** Opening Records provided block **
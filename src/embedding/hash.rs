//! Deterministic hash-based pseudo-embeddings.
//!
//! Not semantic. Texts sharing many words land close together, which is
//! enough for tests, benches and offline runs without a model.

use super::{DEFAULT_DIMENSIONS, EmbedError, EmbeddingProvider};
use sha2::{Digest, Sha256};

/// Limit word iteration so very long texts stay cheap.
const MAX_WORDS: usize = 1000;

/// Hash-based embedding provider.
#[derive(Debug, Clone, Copy)]
pub struct HashEmbeddingProvider {
    dimensions: usize,
}

impl HashEmbeddingProvider {
    /// Creates a provider with [`DEFAULT_DIMENSIONS`].
    #[must_use]
    pub const fn new() -> Self {
        Self {
            dimensions: DEFAULT_DIMENSIONS,
        }
    }

    /// Creates a provider with custom dimensions (minimum 1).
    #[must_use]
    pub const fn with_dimensions(dimensions: usize) -> Self {
        Self {
            dimensions: if dimensions == 0 { 1 } else { dimensions },
        }
    }

    fn pseudo_embed(&self, text: &str) -> Vec<f32> {
        let mut embedding = vec![0.0f32; self.dimensions];

        for word in text.split_whitespace().take(MAX_WORDS) {
            let word = word
                .trim_matches(|c: char| !c.is_alphanumeric())
                .to_lowercase();
            if word.is_empty() {
                continue;
            }
            let digest = Sha256::digest(word.as_bytes());
            let mut bytes = [0u8; 8];
            bytes.copy_from_slice(&digest[..8]);
            Self::distribute_hash(&mut embedding, u64::from_le_bytes(bytes));
        }

        normalize(&mut embedding);
        embedding
    }

    /// Spreads one word hash over eight slots. Word order does not matter.
    fn distribute_hash(embedding: &mut [f32], hash: u64) {
        let dimensions = embedding.len();
        for j in 0..8 {
            let idx = (hash >> (j * 8)) as usize % dimensions;
            let value = ((hash >> (j * 4)) & 0xFF) as f32 / 255.0 - 0.5;
            embedding[idx] += value;
        }
    }
}

impl Default for HashEmbeddingProvider {
    fn default() -> Self {
        Self::new()
    }
}

impl EmbeddingProvider for HashEmbeddingProvider {
    fn dimensions(&self) -> usize {
        self.dimensions
    }

    fn embed(&self, text: &str) -> Result<Vec<f32>, EmbedError> {
        if text.trim().is_empty() {
            return Err(EmbedError::InvalidInput(
                "cannot embed empty text".to_string(),
            ));
        }

        let embedding = self.pseudo_embed(text);
        if embedding.iter().all(|v| *v == 0.0) {
            return Err(EmbedError::InvalidInput(
                "text has no embeddable words".to_string(),
            ));
        }
        Ok(embedding)
    }
}

/// Normalizes an embedding vector in-place.
fn normalize(embedding: &mut [f32]) {
    let norm_sq: f32 = embedding.iter().map(|x| x * x).sum();
    if norm_sq <= 0.0 {
        return;
    }
    let inv_norm = norm_sq.sqrt().recip();
    for v in embedding.iter_mut() {
        *v *= inv_norm;
    }
}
** Closing Records provided block **
Task prompt | Restate all of the lines in the material exactly as they are.

Reply to the task |
filename src/embedding/hash.rs
//! Deterministic hash-based pseudo-embeddings.
//!
//! Not semantic. Texts sharing many words land close together, which is
//! enough for tests, benches and offline runs without a model.

use super::{DEFAULT_DIMENSIONS, EmbedError, EmbeddingProvider};
use sha2::{Digest, Sha256};

/// Limit word iteration so very long texts stay cheap.
const MAX_WORDS: usize = 1000;

/// Hash-based embedding provider.
#[derive(Debug, Clone, Copy)]
pub struct HashEmbeddingProvider {
    dimensions: usize,
}

impl HashEmbeddingProvider {
    /// Creates a provider with [`DEFAULT_DIMENSIONS`].
    #[must_use]
    pub const fn new() -> Self {
        Self {
            dimensions: DEFAULT_DIMENSIONS,
        }
    }

    /// Creates a provider with custom dimensions (minimum 1).
    #[must_use]
    pub const fn with_dimensions(dimensions: usize) -> Self {
        Self {
            dimensions: if dimensions == 0 { 1 } else { dimensions },
        }
    }

    fn pseudo_embed(&self, text: &str) -> Vec<f32> {
        let mut embedding = vec![0.0f32; self.dimensions];

        for word in text.split_whitespace().take(MAX_WORDS) {
            let word = word
                .trim_matches(|c: char| !c.is_alphanumeric())
                .to_lowercase();
            if word.is_empty() {
                continue;
            }
            let digest = Sha256::digest(word.as_bytes());
            let mut bytes = [0u8; 8];
            bytes.copy_from_slice(&digest[..8]);
            Self::distribute_hash(&mut embedding, u64::from_le_bytes(bytes));
        }

        normalize(&mut embedding);
        embedding
    }

    /// Spreads one word hash over eight slots. Word order does not matter.
    fn distribute_hash(embedding: &mut [f32], hash: u64) {
        let dimensions = embedding.len();
        for j in 0..8 {
            let idx = (hash >> (j * 8)) as usize % dimensions;
            let value = ((hash >> (j * 4)) & 0xFF) as f32 / 255.0 - 0.5;
            embedding[idx] += value;
        }
    }
}

impl Default for HashEmbeddingProvider {
    fn default() -> Self {
        Self::new()
    }
}

impl EmbeddingProvider for HashEmbeddingProvider {
    fn dimensions(&self) -> usize {
        self.dimensions
    }

    fn embed(&self, text: &str) -> Result<Vec<f32>, EmbedError> {
        if text.trim().is_empty() {
            return Err(EmbedError::InvalidInput(
                "cannot embed empty text".to_string(),
            ));
        }

        let embedding = self.pseudo_embed(text);
        if embedding.iter().all(|v| *v == 0.0) {
            return Err(EmbedError::InvalidInput(
                "text has no embeddable words".to_string(),
            ));
        }
        Ok(embedding)
    }
}

/// Normalizes an embedding vector in-place.
fn normalize(embedding: &mut [f32]) {
    let norm_sq: f32 = embedding.iter().map(|x| x * x).sum();
    if norm_sq <= 0.0 {
        return;
    }
    let inv_norm = norm_sq.sqrt().recip();
    for v in embedding.iter_mut() {
        *v *= inv_norm;
    }
}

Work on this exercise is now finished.